LHP Reymin Guduan gave up a leadoff double to Correa but retired the No. 7, 8, and 9 batters to escape the eighth scoreless.

Ryan Stanek’s first pitch in the eighth inning was a 98-mph fastball that hit Laureano in the shoulder. He then walked Olson to put runners on first and second with no outs facing the heart of the order. The Astros took a mound visit before Chapman struck out swinging for the third time, followed by Lowrie, but it was his first time. Murphy walked on a full count to load the bases. Stanek was relieved by Ryan Pressly with two outs and the bases loaded with the Astros up 6-3. Luis Barrera pinch ran for Murphy on first base. Kemp was the hero all game but grounded out to end the bases-loaded eighth inning.

Kemp has been noticeably better during the day games and he touched on what was different about today aside from the neon cleats:

“It’s funny cause I normally feel like in the past I don’t normally do well in day games but I think the trick once I got over here was to start chugging some Red Bulls before the game so I guess I will just continue to chug Red Bulls as long as they allow me. I just need to get consistent everywhere. I think everyone is playing their heart out, out there and it was hard fought. I think these guys remain positive and that is the best part about it.”

Guduan returned to face the top of the order in the ninth, giving up a single to Altuve. Laureano made a beautiful sprint and sliding catch to rob a double and quickly threw to first and almost got Altuve.
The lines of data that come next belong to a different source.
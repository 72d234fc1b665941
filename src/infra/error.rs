//! Error types for the verification relay

use std::path::PathBuf;

use thiserror::Error;

use crate::domain::ArtifactKind;

/// Errors raised while relaying a proof to the on-chain verifier
#[derive(Error, Debug)]
pub enum RelayError {
    /// An artifact file does not exist
    #[error("{kind} file not found: {}", path.display())]
    MissingArtifact { kind: ArtifactKind, path: PathBuf },

    /// An artifact exists but could not be read or written
    #[error("I/O error on {}: {source}", path.display())]
    Io {
        path: PathBuf,
        #[source]
        source: std::io::Error,
    },

    /// The calldata tool could not be run or exited with an error
    #[error("failed to generate calldata: {0}")]
    CalldataTool(String),

    /// The calldata tool's output could not be turned into field elements
    #[error("unparsable calldata output: {0}")]
    CalldataParse(String),

    /// Transport or JSON-RPC failure talking to the Starknet node
    #[error("RPC error: {0}")]
    Rpc(String),

    /// The node answered, but the result did not decode
    #[error("deserialization failed: {0}")]
    UnexpectedOutput(String),

    /// An inline payload was rejected before reaching the filesystem
    #[error("invalid payload: {0}")]
    InvalidPayload(String),

    /// Configuration error
    #[error("configuration error: {0}")]
    Configuration(String),
}

impl RelayError {
    /// The user-facing category for this error.
    pub fn category(&self) -> FailureCategory {
        FailureCategory::classify(&self.to_string())
    }

    /// Message suitable for display to an end user.
    pub fn user_message(&self) -> String {
        self.category().user_message(&self.to_string())
    }

    /// Errors the caller caused: bad paths or payloads.
    pub fn is_input_error(&self) -> bool {
        matches!(
            self,
            RelayError::MissingArtifact { .. } | RelayError::InvalidPayload(_)
        )
    }
}

/// Result type for relay operations
pub type Result<T> = std::result::Result<T, RelayError>;

/// Coarse failure buckets shown to users.
///
/// Classification is by substring of the failure text, since the calldata
/// tool and the node report most conditions only as free-form messages.
#[derive(Debug, Clone, Copy, PartialEq, Eq)]
pub enum FailureCategory {
    ContractNotFound,
    InvalidProof,
    Deserialization,
    Network,
    Other,
}

impl FailureCategory {
    /// Classify a failure message. Earlier patterns win.
    pub fn classify(message: &str) -> Self {
        const PATTERNS: [(&str, FailureCategory); 4] = [
            ("Contract not found", FailureCategory::ContractNotFound),
            ("Invalid proof", FailureCategory::InvalidProof),
            ("deserialization failed", FailureCategory::Deserialization),
            ("RPC", FailureCategory::Network),
        ];

        PATTERNS
            .iter()
            .find(|(needle, _)| message.contains(needle))
            .map(|(_, category)| *category)
            .unwrap_or(FailureCategory::Other)
    }

    pub fn user_message(&self, original: &str) -> String {
        match self {
            FailureCategory::ContractNotFound => {
                "Contrato não encontrado. Verifique o endereço do contrato.".to_string()
            }
            FailureCategory::InvalidProof => {
                "Prova inválida. Verifique os dados da prova.".to_string()
            }
            FailureCategory::Deserialization => {
                "Falha na deserialização dos dados da prova. Formato inválido.".to_string()
            }
            FailureCategory::Network => {
                "Erro de conexão com a rede Starknet. Tente novamente.".to_string()
            }
            FailureCategory::Other => format!("Falha na verificação: {original}"),
        }
    }
}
Not the best Laureano throw, and he was not happy with himself after the play, banging his glove down disappointed he didn’t make it two outs.

Olson started a double play when Yordan Alvarez grounded to first, throwing to Andrus who tagged second but completely overthrew Guduan covering at first, and Altuve scored to make it 7-3. A play that could have ended the inning, instead allowed a run to score to make it a four-run game in the ninth. Gurriel singled to center, scoring Alvarez from second to make it 8-3 with two outs. Chapman made a diving play toward shortstop on a Carlos Correa grounder to end the two-run inning.

Andre Scrubb was looking to earn his first save of the year when he took the mound in the ninth with a five-run cushion. Andrus singled to lead off the inning and the A’s had top of the order due. Canha hit into a 1-4-3 double play before Seth Brown hit a full-count bomb to right field to make it 8-4. Laureano struck out looking on a full count to end the 3-hour, 26-minute ballgame.

The A’s get ready to play the Angels tomorrow and Kemp is excited to finally face a divisional team other than the Astros:

“You cant even argue, that team over there can hit. They can straight up bang at the plate and it was a hard fought battle for the series for us. We saw them earlier and we saw them now and they are competitive and they have the will to win just like we do and I will say it would be good to face other guys in the division other than the Astros for the next couple series to see what we got but I like where our team is at right now. We just have to continue to put good at bats together and play good defense and pitch like we know how. Its May so we have a couple more months left so I think everybody is just strapping it on.”

Up Next

The A’s take a quick trip down south for a three-game series against the Los Angeles Angels. It will mark the first time the two AL West teams meet this season. James Kaprielian (1-0, 1.80 ERA) will make his second major league start and he gets to do it in Southern California, where he was born and raised. The Angels have yet to announce their starting pitching but the first pitch is set for 6:38 p.m.

Notes

Tony Kemp‘s third-inning home run is his first as an Oakland Athletic and 16th of his six-year MLB career. He entered Thursday batting .144 and after a homer, double and a walk, he increased it to .236. He reached in every at bat against his former team except with the bases loaded in the eighth. … Bob Melvin was ejected from the game after the fifth. … Oakland is now 8-14 in games decided by four or more runs, one of the worst in the Majors.